Like we mentioned previously, succulents do not necessarily need direct sunlight, and in fact, some of them prefer to grow in “bright shade”. The ZZ plant and the snake plant are both species that thrive in the shade.
It is best to have bright shade if it is not possible to have artificial light instead of getting light from the sun.
Can You Grow Succulents With Artificial Light?
The light itself is important for the photosynthesis process, where plants use this light to create the energy they need to live. Unlike humans, plants do not need vitamin D from the sun, but the light itself.
Therefore, providing your plants with the right amount of light will enable them to survive.
Due to their origins (dry, sunny, hot climates), succulents are difficult to grow under artificial light.

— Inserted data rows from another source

use std::env;
use std::time::Duration;

use serde::{Deserialize, Serialize};
use tracing::{debug, info, warn};

use extraction_module::drafts::{fallback_draft, parse_drafts, TaskDraft};
use extraction_module::relationship::{
    build_classification_prompt, build_extraction_prompt, parse_relationship,
    RelationshipOutcome, CLASSIFICATION_INSTRUCTIONS, EXTRACTION_INSTRUCTIONS,
};

use crate::channel::InboundMessage;

const DEFAULT_API_URL: &str = "https://api.openai.com/v1";
const DEFAULT_MODEL: &str = "gpt-4o-mini";

/// Hard ceiling on classification calls so a stalled service never holds a
/// worker; on expiry the fail-open default applies.
const DEFAULT_TIMEOUT: Duration = Duration::from_secs(15);

const MAX_COMPLETION_TOKENS: u32 = 1024;

#[derive(Debug, Clone)]
pub struct ClassifierConfig {
    pub api_url: String,
    pub api_key: Option<String>,
    pub model: String,
    pub timeout: Duration,
    pub enabled: bool,
}

impl ClassifierConfig {
    pub fn from_env() -> Self {
        let api_key = env::var("CLASSIFIER_API_KEY")
            .or_else(|_| env::var("OPENAI_API_KEY"))
            .ok()
            .filter(|value| !value.trim().is_empty());
        Self {
            api_url: env::var("CLASSIFIER_API_URL").unwrap_or_else(|_| DEFAULT_API_URL.to_string()),
            model: env::var("CLASSIFIER_MODEL").unwrap_or_else(|_| DEFAULT_MODEL.to_string()),
            timeout: env::var("CLASSIFIER_TIMEOUT_SECS")
                .ok()
                .and_then(|value| value.parse::<u64>().ok())
                .filter(|value| *value > 0)
                .map(Duration::from_secs)
                .unwrap_or(DEFAULT_TIMEOUT),
            enabled: env::var("CLASSIFIER_ENABLED")
                .map(|value| value.to_lowercase() != "false")
                .unwrap_or(true),
            api_key,
        }
    }

    /// No network calls; every classification takes the fail-open path.
    pub fn disabled() -> Self {
        Self {
            api_url: DEFAULT_API_URL.to_string(),
            api_key: None,
            model: DEFAULT_MODEL.to_string(),
            timeout: DEFAULT_TIMEOUT,
            enabled: false,
        }
    }
}

/// Client for the external text-classification service. Stateless per call;
/// every failure mode (disabled, transport error, bad status, unparseable
/// answer, timeout) degrades to the documented default rather than erroring,
/// so classification can never block task creation.
#[derive(Debug, Clone)]
pub struct RelationshipClassifier {
    config: ClassifierConfig,
    client: reqwest::blocking::Client,
}

impl RelationshipClassifier {
    pub fn new(config: ClassifierConfig) -> Self {
        let client = reqwest::blocking::Client::builder()
            .timeout(config.timeout)
            .build()
            .unwrap_or_else(|_| reqwest::blocking::Client::new());
        info!(
            "relationship classifier initialized: url={}, model={}, enabled={}",
            config.api_url, config.model, config.enabled
        );
        Self { config, client }
    }

    pub fn is_enabled(&self) -> bool {
        self.config.enabled && self.config.api_key.is_some()
    }

    /// Classify who the work belongs to. Advisory only: the visibility
    /// resolver may override the answer using roster size.
    pub fn classify_relationship(&self, message: &InboundMessage) -> RelationshipOutcome {
        if !self.is_enabled() {
            debug!("classifier disabled, using fallback relationship");
            return RelationshipOutcome::unclassified("classifier disabled");
        }

        let prompt = build_classification_prompt(
            &message.sender,
            &message.recipient,
            message.subject.as_deref(),
            Some(message.body_text()),
        );
        match self.chat(CLASSIFICATION_INSTRUCTIONS, &prompt) {
            Ok(answer) => match parse_relationship(&answer) {
                Some(relationship) => RelationshipOutcome::Classified(relationship),
                None => {
                    warn!("classifier answer was not parseable, using fallback");
                    RelationshipOutcome::unclassified("unparseable answer")
                }
            },
            Err(reason) => {
                warn!("classification call failed, using fallback: {}", reason);
                RelationshipOutcome::unclassified(reason)
            }
        }
    }

    /// Extract one-or-many task drafts from the message. Always yields at
    /// least one draft: failures fall back to the subject/body heuristic.
    pub fn extract_drafts(&self, message: &InboundMessage) -> Vec<TaskDraft> {
        let heuristic =
            || vec![fallback_draft(message.subject.as_deref(), Some(message.body_text()))];

        if !self.is_enabled() {
            debug!("classifier disabled, using heuristic draft");
            return heuristic();
        }

        let prompt = build_extraction_prompt(message.subject.as_deref(), Some(message.body_text()));
        match self.chat(EXTRACTION_INSTRUCTIONS, &prompt) {
            Ok(answer) => match parse_drafts(&answer) {
                Some(drafts) => drafts,
                None => {
                    warn!("extraction answer was not parseable, using heuristic draft");
                    heuristic()
                }
            },
            Err(reason) => {
                warn!("extraction call failed, using heuristic draft: {}", reason);
                heuristic()
            }
        }
    }

    fn chat(&self, instructions: &str, prompt: &str) -> Result<String, String> {
        let api_key = self.config.api_key.as_ref().ok_or("missing api key")?;
        let url = format!("{}/chat/completions", self.config.api_url.trim_end_matches('/'));

        let request = ChatRequest {
            model: self.config.model.clone(),
            messages: vec![
                ChatMessage {
                    role: "system".to_string(),
                    content: instructions.to_string(),
                },
                ChatMessage {
                    role: "user".to_string(),
                    content: prompt.to_string(),
                },
            ],
            max_completion_tokens: MAX_COMPLETION_TOKENS,
        };

        let response = self
            .client
            .post(&url)
            .header("Authorization", format!("Bearer {}", api_key))
            .json(&request)
            .send()
            .map_err(|err| format!("request failed: {}", err))?;

        if !response.status().is_success() {
            let status = response.status();
            let body = response.text().unwrap_or_default();
            return Err(format!("service returned {}: {}", status, body));
        }

        let parsed: ChatResponse = response
            .json()
            .map_err(|err| format!("bad response body: {}", err))?;
        Ok(parsed
            .choices
            .into_iter()
            .next()
            .map(|choice| choice.message.content)
            .unwrap_or_default())
    }
}

#[derive(Debug, Serialize)]
struct ChatRequest {
    model: String,
    messages: Vec<ChatMessage>,
    max_completion_tokens: u32,
}

#[derive(Debug, Serialize, Deserialize)]
struct ChatMessage {
    role: String,
    content: String,
}

#[derive(Debug, Deserialize)]
struct ChatResponse {
    choices: Vec<ChatChoice>,
}

#[derive(Debug, Deserialize)]
struct ChatChoice {
    message: ChatMessage,
}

Purchasing a light that is specially designed for plant growth will give you the best results in the long run.
Inside lighting does not produce all of the wavelengths required by succulents and plants.
How Long Should You Leave Grow Lights On?
It is important to position your light near your plants, because light intensity decreases when it is further from the target.
Would you like to know how long to leave the light on your plants?
For succulents, they require light that emits at least 2000 lumens per square foot, which is comparable to the sun’s 10,000 lumens at noon.
Therefore, you would be exposed to the same amount of light if you left a light on for 14 hours or more.
The Best Succulents For Growing Under Artificial Light
- Jade Plants
The Worst Succulents For Growing Under Artificial Light
- Split Rock
Other Tips For Giving Your Succulents A Healthy Amount Of Light
- A succulent might benefit from being planted in an east-facing area, since morning light is generally less harsh than afternoon sunlight.
- Remember that you may need to move your succulents if they are not happy. If you see signs of burning or stretching, move them to a new spot.
- The amount and type of light your succulents will receive is the most important consideration, and not how cool the plants look. Yet, don’t hesitate to experiment!